*WHAT IS EXPECTED*.
Lines from the one containing "pub fn get(uri: &str)" through the end of the material below should be given again exactly, with no others.

*SOURCE MATERIAL*.

+ + + + +

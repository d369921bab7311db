#![allow(dead_code)]

use axum::body::{to_bytes, Body};
use axum::http::{Request, Response};
use axum::Router;
use serde::{Deserialize, Serialize};
use swagin::{describe, Model, ModelShape, UploadedFile};
use tower::util::ServiceExt; // for `oneshot`
use validator::Validate;

#[derive(Debug, Default, Deserialize, Validate)]
#[serde(default)]
pub struct Auth {
    pub token: String,
    pub trace: Option<String>,
}

#[derive(Debug, Default, Deserialize, Validate)]
#[serde(default)]
pub struct Paging {
    pub page: Option<u32>,
    pub tags: Vec<String>,
}

#[derive(Debug, Default, Deserialize, Validate)]
#[serde(default)]
pub struct ItemPath {
    pub id: u64,
}

#[derive(Debug, Default, Deserialize, Serialize, Validate)]
#[serde(default)]
pub struct ItemBody {
    #[validate(length(min = 1, message = "name must not be empty"))]
    pub name: String,
    pub price: f64,
}

describe! {
    Auth {
        token: String => r#"header:"X-Token" binding:"required""#,
        trace: Option<String> => r#"header:"X-Trace""#,
    }
    Paging {
        page: Option<u32> => r#"query:"page" default:"1""#,
        tags: Vec<String> => r#"query:"tag""#,
    }
    ItemPath {
        id: u64 => r#"uri:"id" description:"Item id""#,
    }
    ItemBody {
        name: String => r#"json:"name" binding:"required" example:"Lamp""#,
        price: f64 => r#"json:"price" rule:"min=0""#,
    }
}

/// Every part at once.
#[derive(Debug, Default, Validate)]
pub struct UpdateItem {
    #[validate(nested)]
    pub header: Auth,
    #[validate(nested)]
    pub query: Paging,
    #[validate(nested)]
    pub uri: ItemPath,
    #[validate(nested)]
    pub body: ItemBody,
}

impl Model for UpdateItem {
    fn shape() -> ModelShape<Self> {
        ModelShape::new()
            .header(|m: &mut Self, h: Auth| m.header = h)
            .query(|m: &mut Self, q: Paging| m.query = q)
            .uri(|m: &mut Self, p: ItemPath| m.uri = p)
            .body(|m: &mut Self, b: ItemBody| m.body = b)
    }
}

#[derive(Debug, Default, Deserialize, Validate)]
#[serde(default)]
pub struct AvatarForm {
    pub caption: String,
    pub image: UploadedFile,
}

describe! {
    AvatarForm {
        caption: String => r#"json:"caption" form:"caption""#,
        image: UploadedFile => r#"json:"image" form:"image""#,
    }
}

#[derive(Debug, Default, Validate)]
pub struct UploadAvatar {
    #[validate(nested)]
    pub body: AvatarForm,
}

impl Model for UploadAvatar {
    fn shape() -> ModelShape<Self> {
        ModelShape::new().body(|m: &mut Self, b: AvatarForm| m.body = b)
    }
}

pub async fn send(router: &Router, request: Request<Body>) -> (Response<Body>, Vec<u8>) {
    let response = router.clone().oneshot(request).await.unwrap();
    let (parts, body) = response.into_parts();
    let bytes = to_bytes(body, usize::MAX).await.unwrap();
    (Response::from_parts(parts, Body::empty()), bytes.to_vec())
}

pub fn get(uri: &str) -> Request<Body> {
    Request::builder().uri(uri).body(Body::empty()).unwrap()
}

pub fn json(value: &[u8]) -> serde_json::Value {
    serde_json::from_slice(value).unwrap()
}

+ + + + +

*YOUR SOLUTION*.
pub fn get(uri: &str) -> Request<Body> {
    Request::builder().uri(uri).body(Body::empty()).unwrap()
}

pub fn json(value: &[u8]) -> serde_json::Value {
    serde_json::from_slice(value).unwrap()
}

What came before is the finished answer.